If one cannot file a motion under section 1018, the person may consider filing a petition for writ of habeas corpus. A defendant is eligible to file this whenever that person is in jail, prison, or on parole or probation. A petition for writ of habeas corpus is not truly an appeal because it is typically filed in the superior court and relies upon facts outside of the superior court record. A habeas petition is, however, the most common way that defendants allege ineffective assistance of counsel or actual innocence claims.

The habeas petition needs to be filed in the superior court and outline all of the reasons, both evidentiary and legally, why the petition should be granted. The support for the petition is usually declarations, reports, or new evidence that shows the attorney erred or the person is innocent. I would recommend you hire a well-known habeas attorney as soon as possible because a petition has to be filed in a timely manner, and anything past six months could result in the petition being found untimely. There are also many procedural rules as to format, color of paper, font and margins that must be strictly followed and can be intimidating to the first-timer.

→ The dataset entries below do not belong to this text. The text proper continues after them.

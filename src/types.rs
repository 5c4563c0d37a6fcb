use serde::{Deserialize, Serialize};
use std::fmt;
use std::str::FromStr;

use crate::error::{SheetError, SheetResult};

//==============================================================================
// Rows and Tables
//==============================================================================

/// One line of input split into string cells
pub type Row = Vec<String>;

/// Tabular result of parsing: derived column names plus the parsed rows.
///
/// Rows are not required to match the column count. Use [`Table::conform`]
/// to enforce a [`RowPolicy`] before handing the table on.
#[derive(Debug, Clone, PartialEq, Eq, Default, Serialize, Deserialize)]
pub struct Table {
    pub columns: Vec<String>,
    pub rows: Vec<Row>,
}

impl Table {
    /// Build a table whose column names come from the first row's length
    pub fn from_rows(rows: Vec<Row>) -> Self {
        let width = rows.first().map(|row| row.len()).unwrap_or(0);
        Self {
            columns: Self::column_names(width),
            rows,
        }
    }

    /// `Column 1`, `Column 2`, ... `Column {width}`
    pub fn column_names(width: usize) -> Vec<String> {
        (1..=width).map(|i| format!("Column {}", i)).collect()
    }

    pub fn column_count(&self) -> usize {
        self.columns.len()
    }

    pub fn row_count(&self) -> usize {
        self.rows.len()
    }

    pub fn is_empty(&self) -> bool {
        self.rows.is_empty()
    }

    /// Widest row, which may exceed the column count
    pub fn max_width(&self) -> usize {
        self.rows
            .iter()
            .map(|row| row.len())
            .max()
            .unwrap_or(0)
            .max(self.column_count())
    }

    pub fn cell(&self, row: usize, col: usize) -> Option<&str> {
        self.rows.get(row)?.get(col).map(String::as_str)
    }

    /// Indices of rows whose length differs from the column count
    pub fn ragged_rows(&self) -> Vec<usize> {
        let width = self.column_count();
        self.rows
            .iter()
            .enumerate()
            .filter(|(_, row)| row.len() != width)
            .map(|(idx, _)| idx)
            .collect()
    }

    pub fn is_rectangular(&self) -> bool {
        self.ragged_rows().is_empty()
    }

    /// Apply a row-length policy, producing a new table
    pub fn conform(&self, policy: RowPolicy) -> SheetResult<Table> {
        let width = self.column_count();
        match policy {
            RowPolicy::Accept => Ok(self.clone()),
            RowPolicy::Pad => {
                let rows = self
                    .rows
                    .iter()
                    .map(|row| {
                        let mut row = row.clone();
                        row.resize(width, String::new());
                        row
                    })
                    .collect();
                Ok(Table {
                    columns: self.columns.clone(),
                    rows,
                })
            }
            RowPolicy::Reject => {
                if let Some(&idx) = self.ragged_rows().first() {
                    return Err(SheetError::Validation(format!(
                        "row {} has {} cells, expected {}",
                        idx + 1,
                        self.rows[idx].len(),
                        width
                    )));
                }
                Ok(self.clone())
            }
        }
    }
}

//==============================================================================
// Row-length policy
//==============================================================================

/// What to do with rows whose cell count differs from the first row's
#[derive(Debug, Clone, Copy, PartialEq, Eq, Default, Serialize, Deserialize)]
#[serde(rename_all = "lowercase")]
pub enum RowPolicy {
    /// Keep rows exactly as parsed
    #[default]
    Accept,
    /// Pad short rows with empty cells, truncate long rows
    Pad,
    /// Fail on the first ragged row
    Reject,
}

impl fmt::Display for RowPolicy {
    fn fmt(&self, f: &mut fmt::Formatter<'_>) -> fmt::Result {
        let name = match self {
            RowPolicy::Accept => "accept",
            RowPolicy::Pad => "pad",
            RowPolicy::Reject => "reject",
        };
        f.write_str(name)
    }
}

impl FromStr for RowPolicy {
    type Err = String;

    fn from_str(s: &str) -> Result<Self, Self::Err> {
        match s.to_ascii_lowercase().as_str() {
            "accept" => Ok(RowPolicy::Accept),
            "pad" => Ok(RowPolicy::Pad),
            "reject" => Ok(RowPolicy::Reject),
            other => Err(format!(
                "unknown row policy '{}' (expected accept, pad or reject)",
                other
            )),
        }
    }
}
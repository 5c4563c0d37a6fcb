//! Sheetdrop - semicolon-delimited text to Excel
//!
//! Parses uploaded text into a table of strings, shows it, and writes it out
//! as an `.xlsx` workbook.
//!
//! # Features
//!
//! - Semicolon-delimited parsing with derived `Column N` headers
//! - Configurable handling of rows whose length differs from the first row
//! - Excel export without an index column, plus read-back
//! - Browser upload page served over HTTP
//!
//! # Example
//!
//! ```no_run
//! use sheetdrop::excel::export;
//! use sheetdrop::parser::parse;
//! use std::path::Path;
//!
//! if let Some(table) = parse("name;qty\napple;3") {
//!     let path = export(&table, "data.xlsx", Path::new("."))?;
//!     println!("Saved {}", path.display());
//! }
//! # Ok::<(), sheetdrop::error::SheetError>(())
//! ```

pub mod api;
pub mod cli;
pub mod error;
pub mod excel;
pub mod parser;
pub mod session;
pub mod types;

// Re-export commonly used types
pub use error::{SheetError, SheetResult};
pub use session::Session;
pub use types::{Row, RowPolicy, Table};
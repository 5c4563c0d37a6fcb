//! Excel importer implementation - .xlsx → Table

use crate::error::{SheetError, SheetResult};
use crate::types::{Row, Table};
use calamine::{open_workbook, Data, Range, Reader, Xlsx};
use std::path::{Path, PathBuf};

/// Reads the first worksheet of a workbook back into a [`Table`]
pub struct ExcelImporter {
    path: PathBuf,
}

impl ExcelImporter {
    pub fn new<P: AsRef<Path>>(path: P) -> Self {
        Self {
            path: path.as_ref().to_path_buf(),
        }
    }

    /// Import the first worksheet.
    ///
    /// Row 0 supplies the column names (trailing blank header cells dropped).
    /// The sheet's recorded dimensions fix the row and column count, so rows
    /// made only of blank cells survive. Every data row spans the full sheet
    /// width, blank cells read as `""`.
    pub fn import(&self) -> SheetResult<Table> {
        let mut workbook: Xlsx<_> = open_workbook(&self.path)
            .map_err(|e| SheetError::Import(format!("Failed to open Excel file: {}", e)))?;

        let sheet_name = workbook
            .sheet_names()
            .first()
            .cloned()
            .ok_or_else(|| SheetError::Import("Workbook has no worksheets".to_string()))?;

        let dimensions = workbook
            .worksheet_cells_reader(&sheet_name)
            .map_err(|e| SheetError::Import(format!("Failed to read '{}': {}", sheet_name, e)))?
            .dimensions();

        let range = workbook
            .worksheet_range(&sheet_name)
            .map_err(|e| SheetError::Import(format!("Failed to read '{}': {}", sheet_name, e)))?;

        Ok(Self::range_to_table(&range, dimensions.end))
    }

    /// `last` is the bottom-right cell recorded in the sheet's dimensions
    fn range_to_table(range: &Range<Data>, last: (u32, u32)) -> Table {
        let (last_row, last_col) = match range.end() {
            Some((row, col)) => (row.max(last.0), col.max(last.1)),
            None => last,
        };
        let height = last_row + 1;
        let width = last_col + 1;

        let read_row = |row: u32| -> Row {
            (0..width)
                .map(|col| {
                    range
                        .get_value((row, col))
                        .map(cell_text)
                        .unwrap_or_default()
                })
                .collect()
        };

        let mut columns = read_row(0);
        while columns.last().is_some_and(|name| name.is_empty()) {
            columns.pop();
        }

        let rows = (1..height).map(read_row).collect();

        Table { columns, rows }
    }
}

fn cell_text(cell: &Data) -> String {
    match cell {
        Data::String(s) => s.clone(),
        Data::Empty => String::new(),
        Data::Int(i) => i.to_string(),
        Data::Float(f) => f.to_string(),
        Data::Bool(b) => b.to_string(),
        other => other.to_string(),
    }
}
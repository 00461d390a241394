//! Workflow Suggestion Data Structures
//!
//! The validated output of one analysis: candidate automations with their
//! complexity, target tooling, reconstructed steps, and generated code.
//! Enum fields reject out-of-vocabulary values at parse time, so a malformed
//! service response never propagates downstream.

use serde::{Deserialize, Serialize};

/// Estimated effort to adopt a suggested automation
#[derive(Debug, Clone, Copy, PartialEq, Eq, Serialize, Deserialize)]
pub enum Complexity {
    Low,
    Medium,
    High,
}

/// Target tooling for a suggested automation
#[derive(Debug, Clone, Copy, PartialEq, Eq, Serialize, Deserialize)]
pub enum AutomationType {
    #[serde(rename = "Python (Selenium)")]
    PythonSelenium,
    #[serde(rename = "Python (Playwright)")]
    PythonPlaywright,
    #[serde(rename = "Node.js (Puppeteer)")]
    NodePuppeteer,
    #[serde(rename = "Shell Script")]
    ShellScript,
    #[serde(rename = "Google Apps Script")]
    AppsScript,
}

impl AutomationType {
    /// The service's wire tag, also used for display
    pub fn as_str(&self) -> &'static str {
        match self {
            Self::PythonSelenium => "Python (Selenium)",
            Self::PythonPlaywright => "Python (Playwright)",
            Self::NodePuppeteer => "Node.js (Puppeteer)",
            Self::ShellScript => "Shell Script",
            Self::AppsScript => "Google Apps Script",
        }
    }
}

impl std::fmt::Display for AutomationType {
    fn fmt(&self, f: &mut std::fmt::Formatter<'_>) -> std::fmt::Result {
        f.write_str(self.as_str())
    }
}

/// One candidate automation produced by the inference service.
///
/// Immutable once created; owned by the display layer. The `id` is unique
/// within a result list so suggestions can be keyed and deduplicated.
#[derive(Debug, Clone, Serialize, Deserialize)]
pub struct WorkflowSuggestion {
    /// Unique identifier; synthesized as `sugg-<index>` when the service
    /// omits one
    #[serde(default)]
    pub id: String,
    /// Short name for the automation
    pub title: String,
    /// What the generated script does
    pub description: String,
    /// Estimated complexity
    pub complexity: Complexity,
    /// Target tooling
    #[serde(rename = "type")]
    pub automation: AutomationType,
    /// Logical steps reconstructed from the recording, in order
    pub steps: Vec<String>,
    /// Full generated code
    pub code: String,
}

/// Fill in missing ids deterministically from list position, so the list can
/// always be keyed by identifier.
pub fn assign_ids(mut suggestions: Vec<WorkflowSuggestion>) -> Vec<WorkflowSuggestion> {
    for (index, suggestion) in suggestions.iter_mut().enumerate() {
        if suggestion.id.trim().is_empty() {
            suggestion.id = format!("sugg-{}", index);
        }
    }
    suggestions
}
//! Session Driver
//!
//! Runs one capture session end to end: acquire the video source, sample on a
//! fixed-rate timer until a stop trigger fires, then hand the frames to the
//! analyzer and record its outcome on the session.
//!
//! The three stop triggers (manual cancellation, the source ending itself,
//! and the frame cap) converge on one exit path that drops the timer and
//! releases the source before the handoff. Analyzer failures are caught here
//! and converted to the session's `Error` state; they never propagate up.

use crate::analyzer::AnalyzeFrames;
use crate::capture::sampler::{FrameSampler, TickOutcome};
use crate::capture::source::{AcquireSource, Acquisition, FrameSource};
use crate::capture::types::CAPTURE_INTERVAL_MS;
use crate::session::state::{CaptureSession, StopOutcome};
use std::time::Duration;
use tokio::time::MissedTickBehavior;
use tokio_util::sync::CancellationToken;
use tracing::{info, warn};

/// Which trigger ended the recording
#[derive(Debug, Clone, Copy, PartialEq, Eq)]
pub enum StopReason {
    /// User-initiated stop (the cancellation token fired)
    Manual,
    /// The video source ended itself
    SourceEnded,
    /// The frame sequence reached its cap
    CapReached,
}

/// Drive one session from acquisition through analysis.
///
/// Cancelling `stop` is the user-initiated stop. If acquisition is declined
/// or fails, the session stays `Idle` and this returns `Ok(())`; acquisition
/// cancellation is a non-error condition.
pub async fn drive_session<P, A>(
    session: &mut CaptureSession,
    provider: &P,
    analyzer: &A,
    stop: CancellationToken,
) -> crate::Result<()>
where
    P: AcquireSource,
    A: AnalyzeFrames,
{
    let mut source = match provider.acquire().await {
        Ok(Acquisition::Granted(source)) => source,
        Ok(Acquisition::Cancelled) => {
            info!("source acquisition cancelled; session stays idle");
            return Ok(());
        }
        Err(e) => {
            warn!(error = %e, "source acquisition failed; session stays idle");
            return Ok(());
        }
    };

    if let Err(e) = session.begin_recording() {
        source.release();
        return Err(e);
    }

    let mut sampler = FrameSampler::new();
    let mut ticker = tokio::time::interval(Duration::from_millis(CAPTURE_INTERVAL_MS));
    ticker.set_missed_tick_behavior(MissedTickBehavior::Delay);
    // Consume the interval's immediate first tick so sampling starts one
    // full period after recording begins
    ticker.tick().await;

    let reason = loop {
        tokio::select! {
            _ = stop.cancelled() => break StopReason::Manual,
            _ = ticker.tick() => {
                if source.has_ended() {
                    break StopReason::SourceEnded;
                }
                if sampler.sample_tick(&mut source, session) == TickOutcome::CapReached {
                    break StopReason::CapReached;
                }
            }
        }
    };

    // Common exit path for every trigger: timer cancelled, source released
    drop(ticker);
    source.release();
    info!(
        ?reason,
        frames = session.frame_count(),
        dropped = sampler.dropped_samples(),
        "recording stopped"
    );

    match session.finish_recording()? {
        StopOutcome::NoFrames => Ok(()),
        StopOutcome::Analyze(frames) => {
            let result = analyzer.analyze(&frames).await;
            session.complete_analysis(result);
            Ok(())
        }
    }
}
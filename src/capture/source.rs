//! Video Source Seam
//!
//! [`FrameSource`] abstracts a live, continuously-updating image stream with
//! known pixel dimensions, an end-of-stream signal, and an explicit release
//! operation. [`AcquireSource`] models the acquisition prompt: the user may
//! decline, which is a non-error condition ([`Acquisition::Cancelled`]).
//!
//! Platform display capture lives behind these traits as an external
//! collaborator. The shipped [`ImageDirSource`] plays back a directory of
//! still images in sorted order, ending itself when the files run out.

use image::RgbaImage;
use std::future::Future;
use std::path::{Path, PathBuf};
use tracing::debug;

/// A live video source that the sampler can pull stills from.
pub trait FrameSource {
    /// Pixel dimensions, or `None` while the source is still initializing.
    fn dimensions(&self) -> Option<(u32, u32)>;

    /// Capture the source's current visual content. Intermediate frames
    /// between samples are never buffered.
    fn capture(&mut self) -> crate::Result<RgbaImage>;

    /// Whether the source has ended itself (e.g. the shared window closed).
    fn has_ended(&self) -> bool;

    /// Release the underlying resources. Must be called on every exit path
    /// when recording ends.
    fn release(&mut self);
}

/// Outcome of requesting a video source
pub enum Acquisition<S> {
    /// The source was granted and is live
    Granted(S),
    /// The user declined or cancelled the grant; not an error
    Cancelled,
}

/// Asynchronous acquisition of a video source (the grant prompt is the first
/// of the two suspension points in the capture flow).
pub trait AcquireSource {
    /// The concrete source type this provider grants
    type Source: FrameSource;

    /// Request the source. `Ok(Cancelled)` means the user declined.
    fn acquire(&self) -> impl Future<Output = crate::Result<Acquisition<Self::Source>>> + Send;
}

/// Image file extensions recognized as playable frames
const IMAGE_EXTENSIONS: &[&str] = &["jpg", "jpeg", "png"];

/// Plays back a directory of still images, in sorted filename order, as a
/// video source. The source ends itself once every image has been captured.
pub struct ImageDirSource {
    paths: Vec<PathBuf>,
    cursor: usize,
    dimensions: (u32, u32),
    released: bool,
}

impl ImageDirSource {
    /// Create a provider that acquires a source over the given directory.
    pub fn provider(dir: impl AsRef<Path>) -> ImageDirProvider {
        ImageDirProvider {
            dir: dir.as_ref().to_path_buf(),
        }
    }

    fn open(dir: &Path) -> crate::Result<Self> {
        let mut paths: Vec<PathBuf> = std::fs::read_dir(dir)?
            .filter_map(|entry| entry.ok().map(|e| e.path()))
            .filter(|p| {
                p.extension()
                    .and_then(|e| e.to_str())
                    .map(|e| IMAGE_EXTENSIONS.contains(&e.to_ascii_lowercase().as_str()))
                    .unwrap_or(false)
            })
            .collect();
        paths.sort();

        if paths.is_empty() {
            return Err(crate::Error::Acquisition(format!(
                "no image files in {}",
                dir.display()
            )));
        }

        // Probe the first image so dimensions are known up front
        let first = image::open(&paths[0])
            .map_err(|e| crate::Error::Acquisition(format!("unreadable first frame: {}", e)))?;

        Ok(Self {
            dimensions: (first.width(), first.height()),
            paths,
            cursor: 0,
            released: false,
        })
    }
}

impl FrameSource for ImageDirSource {
    fn dimensions(&self) -> Option<(u32, u32)> {
        Some(self.dimensions)
    }

    fn capture(&mut self) -> crate::Result<RgbaImage> {
        if self.released || self.cursor >= self.paths.len() {
            return Err(crate::Error::Capture("source has ended".to_string()));
        }
        let path = &self.paths[self.cursor];
        self.cursor += 1;
        let image = image::open(path)
            .map_err(|e| crate::Error::Capture(format!("{}: {}", path.display(), e)))?;
        Ok(image.to_rgba8())
    }

    fn has_ended(&self) -> bool {
        self.released || self.cursor >= self.paths.len()
    }

    fn release(&mut self) {
        if !self.released {
            debug!(frames_played = self.cursor, "image directory source released");
        }
        self.released = true;
        self.paths.clear();
    }
}

/// Provider for [`ImageDirSource`]
pub struct ImageDirProvider {
    dir: PathBuf,
}

impl AcquireSource for ImageDirProvider {
    type Source = ImageDirSource;

    async fn acquire(&self) -> crate::Result<Acquisition<ImageDirSource>> {
        ImageDirSource::open(&self.dir).map(Acquisition::Granted)
    }
}
//! Fixed-Rate Frame Sampler
//!
//! One [`FrameSampler::sample_tick`] call captures the source's current
//! visual content, encodes it, and appends it to the session's frame
//! sequence. Ticks are driven by the session driver's interval timer; each
//! tick runs to completion before the next can fire.
//!
//! A transient capture or encode failure drops that tick's frame and sampling
//! continues on the next tick. Dropped samples are counted and logged at
//! debug level so frame loss is observable.

use crate::capture::encode::encode_jpeg;
use crate::capture::source::FrameSource;
use crate::capture::types::{Frame, PushOutcome};
use crate::session::{CaptureSession, SessionState};
use tracing::debug;

/// Result of one sampler tick
#[derive(Debug, Clone, Copy, PartialEq, Eq)]
pub enum TickOutcome {
    /// A frame was captured and appended
    Appended,
    /// A frame was appended and the sequence reached its cap; the caller
    /// must run the same stop path as a manual stop
    CapReached,
    /// No frame was produced this tick (source initializing, capture or
    /// encode failure, or session not recording)
    Skipped,
}

/// Samples one still per tick from a live video source.
#[derive(Debug, Default)]
pub struct FrameSampler {
    dropped: u64,
}

impl FrameSampler {
    /// Create a sampler with no dropped samples
    pub fn new() -> Self {
        Self::default()
    }

    /// Number of ticks that failed to produce a frame due to a capture or
    /// encode error
    pub fn dropped_samples(&self) -> u64 {
        self.dropped
    }

    /// Sample the source once and append the frame to the session.
    ///
    /// A no-op while the session is not recording, or while the source has
    /// not yet reported nonzero dimensions.
    pub fn sample_tick(
        &mut self,
        source: &mut impl FrameSource,
        session: &mut CaptureSession,
    ) -> TickOutcome {
        if session.state() != SessionState::Recording {
            return TickOutcome::Skipped;
        }

        // Source still initializing: skip, never queue
        match source.dimensions() {
            Some((w, h)) if w > 0 && h > 0 => {}
            _ => return TickOutcome::Skipped,
        }

        let image = match source.capture() {
            Ok(image) => image,
            Err(e) => {
                self.dropped += 1;
                debug!(error = %e, dropped = self.dropped, "sample dropped: capture failed");
                return TickOutcome::Skipped;
            }
        };

        let jpeg = match encode_jpeg(&image) {
            Ok(bytes) => bytes,
            Err(e) => {
                self.dropped += 1;
                debug!(error = %e, dropped = self.dropped, "sample dropped: encode failed");
                return TickOutcome::Skipped;
            }
        };

        match session.record_frame(Frame::new(jpeg)) {
            Ok(PushOutcome::Appended) => TickOutcome::Appended,
            Ok(PushOutcome::AppendedFull) => TickOutcome::CapReached,
            Ok(PushOutcome::Rejected) | Err(_) => TickOutcome::Skipped,
        }
    }
}
//! # AutoFlow
//!
//! Turns a recorded screen workflow into executable automation scripts.
//!
//! ## Overview
//!
//! While the user performs a repetitive task, a sampler extracts one still
//! frame from the live video source every two seconds, JPEG-encodes it, and
//! appends it to a bounded sequence. When recording stops the frames are sent,
//! in capture order, as one multimodal inference request; the structured
//! response is validated into a list of [`WorkflowSuggestion`]s ready for
//! display.
//!
//! ## Quick Start
//!
//! ```no_run
//! use autoflow::analyzer::WorkflowAnalyzer;
//! use autoflow::capture::ImageDirSource;
//! use autoflow::session::{drive_session, CaptureSession};
//! use tokio_util::sync::CancellationToken;
//!
//! # async fn run() -> autoflow::Result<()> {
//! let mut session = CaptureSession::new();
//! let provider = ImageDirSource::provider("./screenshots");
//! let analyzer = WorkflowAnalyzer::new();
//!
//! drive_session(&mut session, &provider, &analyzer, CancellationToken::new()).await?;
//!
//! for suggestion in session.suggestions() {
//!     println!("{}: {}", suggestion.id, suggestion.title);
//! }
//! # Ok(())
//! # }
//! ```
//!
//! ## Architecture
//!
//! - [`capture`]: video source seam, frame sampling, and JPEG encoding
//! - [`session`]: capture lifecycle state machine and the async driver
//! - [`analyzer`]: multimodal prompt construction and strict response validation
//! - [`app`]: CLI, configuration, and result rendering
//!
//! ## Pipeline
//!
//! ```text
//! ┌─────────────┐    ┌─────────────┐    ┌─────────────┐    ┌─────────────┐
//! │ FrameSource │───▶│   Sampler   │───▶│  FrameSeq   │───▶│  Analyzer   │
//! │ (2s ticks)  │    │ (JPEG 0.6)  │    │ (≤20 frames)│    │ (one call)  │
//! └─────────────┘    └─────────────┘    └─────────────┘    └─────────────┘
//!                                                                 │
//!                                                                 ▼
//!                                                          ┌─────────────┐
//!                                                          │ Suggestions │
//!                                                          └─────────────┘
//! ```

pub mod analyzer;
pub mod app;
pub mod capture;
pub mod session;

// Re-export commonly used types
pub use analyzer::{AutomationType, Complexity, WorkflowAnalyzer, WorkflowSuggestion};
pub use capture::{Frame, FrameSampler, FrameSequence, FrameSource, ImageDirSource};
pub use session::{CaptureSession, SessionState};

/// Result type alias for autoflow
pub type Result<T> = std::result::Result<T, Error>;

/// Error types for autoflow
#[derive(Debug, thiserror::Error)]
pub enum Error {
    #[error("Session state error: {0}")]
    Session(String),

    #[error("Source acquisition error: {0}")]
    Acquisition(String),

    #[error("Frame capture error: {0}")]
    Capture(String),

    #[error("Image encoding error: {0}")]
    Encoding(String),

    #[error("API key is missing: set the {0} environment variable")]
    MissingApiKey(&'static str),

    #[error("Inference request failed: {0}")]
    Transport(String),

    #[error("Inference response invalid: {0}")]
    Response(String),

    #[error("Configuration error: {0}")]
    Config(String),

    #[error("IO error: {0}")]
    Io(#[from] std::io::Error),

    #[error("Serialization error: {0}")]
    Serialization(#[from] serde_json::Error),
}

The last resort used to reopen a case for fundamental errors of fact or law is a writ of error coram nobis. However, in this “appeal, one cannot argue the lack of effective aid of counsel, his misrepresentation of defendant, or failure to perform his duty are not a basis for relief under a writ of error coram nobis."   People v. Remling (4th Dist. 1956) 146 Cal.App.2d 476, 479.

Finally, it merits mention that in California, a defendant cannot get an increase in his sentence after reversal on appeal, since this would violate California double jeopardy and chill the right to appeal. People v. Hanson (2000) 23 Cal.4th 355.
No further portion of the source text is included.